[Dataset entries]
========================================

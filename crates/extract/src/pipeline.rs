use std::path::{Path, PathBuf};

use bilan_core::Table;
use thiserror::Error;
use tracing::{info, warn};

use crate::config::ExtractionConfig;
use crate::normalize::normalize;
use crate::rows::{RowBuilder, RowError};
use crate::source::{self, SourceError, TokenSource};
use crate::types::ClassifiedPage;
use crate::year::locate_years;

#[derive(Debug, Error)]
pub enum PipelineError {
    #[error("Token source failed: {0}")]
    Source(#[from] SourceError),
    #[error("Row reconstruction failed: {0}")]
    Rows(#[from] RowError),
    #[error("No document in a batch of {attempted} produced a table")]
    EmptyBatch { attempted: usize },
}

/// Orchestrates: normalize → locate years → build rows.
#[derive(Debug, Clone, Default)]
pub struct DocumentPipeline {
    rows: RowBuilder,
}

impl DocumentPipeline {
    pub fn new(config: ExtractionConfig) -> Self {
        Self { rows: RowBuilder::new(config) }
    }

    /// Reconstructs the table of an already classified page. `document` is
    /// only used for logging; batches add the source column.
    pub fn process_page(&self, document: &str, page: &ClassifiedPage) -> Result<Table, PipelineError> {
        let tokens = normalize(&page.tokens);
        let anchors = locate_years(&tokens.years);
        let rows = self.rows.build(&tokens, &anchors)?;

        let mut table = Table::new(anchors.years());
        table.rows = rows;

        info!(
            document,
            rows = table.rows.len(),
            years = table.years.len(),
            "table reconstructed"
        );
        Ok(table)
    }

    /// Loads `document` from `source` and reconstructs its table.
    pub fn process<S: TokenSource + ?Sized>(&self, source: &S, document: &str) -> Result<Table, PipelineError> {
        let page = source.load(document)?;
        self.process_page(document, &page)
    }

    /// Reads a classifier JSON file and reconstructs its table. The file name
    /// is the document id.
    pub async fn process_file(&self, path: &Path) -> Result<Table, PipelineError> {
        let bytes = tokio::fs::read(path).await.map_err(SourceError::Io)?;
        let page = source::parse_page(&bytes)?;
        self.process_page(&document_id(path), &page)
    }
}

fn document_id(path: &Path) -> String {
    path.file_name()
        .map(|n| n.to_string_lossy().into_owned())
        .unwrap_or_else(|| path.display().to_string())
}

// ── Batch driver ──────────────────────────────────────────────────────────────

#[derive(Debug, Clone, PartialEq)]
pub struct DocumentFailure {
    pub document: String,
    pub message: String,
}

/// Merged output of a batch, plus the documents that were skipped.
#[derive(Debug, Default)]
pub struct BatchReport {
    pub table: Table,
    pub processed: usize,
    pub failures: Vec<DocumentFailure>,
}

impl BatchReport {
    fn record(&mut self, document: &str, result: Result<Table, PipelineError>) {
        match result {
            Ok(table) => {
                self.table.append(table.with_source(document));
                self.processed += 1;
            }
            Err(e) => {
                warn!(document, error = %e, "document skipped");
                self.failures.push(DocumentFailure {
                    document: document.to_string(),
                    message: e.to_string(),
                });
            }
        }
    }

    fn finish(self) -> Result<Self, PipelineError> {
        if self.processed == 0 {
            return Err(PipelineError::EmptyBatch { attempted: self.failures.len() });
        }
        Ok(self)
    }
}

/// Runs the pipeline over several documents strictly in the given order and
/// appends their tables. A failing document is logged and left out; it never
/// aborts the batch.
#[derive(Debug, Clone, Default)]
pub struct BatchDriver {
    pipeline: DocumentPipeline,
}

impl BatchDriver {
    pub fn new(pipeline: DocumentPipeline) -> Self {
        Self { pipeline }
    }

    pub fn run<S, D>(&self, source: &S, documents: &[D]) -> Result<BatchReport, PipelineError>
    where
        S: TokenSource + ?Sized,
        D: AsRef<str>,
    {
        let mut report = BatchReport::default();
        for document in documents {
            let document = document.as_ref();
            report.record(document, self.pipeline.process(source, document));
        }
        report.finish()
    }

    pub async fn run_files(&self, paths: &[PathBuf]) -> Result<BatchReport, PipelineError> {
        let mut report = BatchReport::default();
        for path in paths {
            let result = self.pipeline.process_file(path).await;
            report.record(&document_id(path), result);
        }
        report.finish()
    }
}

// ── Tests ─────────────────────────────────────────────────────────────────────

========================================

* **WORK ORDER**:
Look through the entries above, find each line containing "PipelineError", and copy it.

* **COMPLETED EXERCISE**:
pub enum PipelineError {
    pub fn process_page(&self, document: &str, page: &ClassifiedPage) -> Result<Table, PipelineError> {
    pub fn process<S: TokenSource + ?Sized>(&self, source: &S, document: &str) -> Result<Table, PipelineError> {
    pub async fn process_file(&self, path: &Path) -> Result<Table, PipelineError> {
    fn record(&mut self, document: &str, result: Result<Table, PipelineError>) {
    fn finish(self) -> Result<Self, PipelineError> {
            return Err(PipelineError::EmptyBatch { attempted: self.failures.len() });
    pub fn run<S, D>(&self, source: &S, documents: &[D]) -> Result<BatchReport, PipelineError>
    pub async fn run_files(&self, paths: &[PathBuf]) -> Result<BatchReport, PipelineError> {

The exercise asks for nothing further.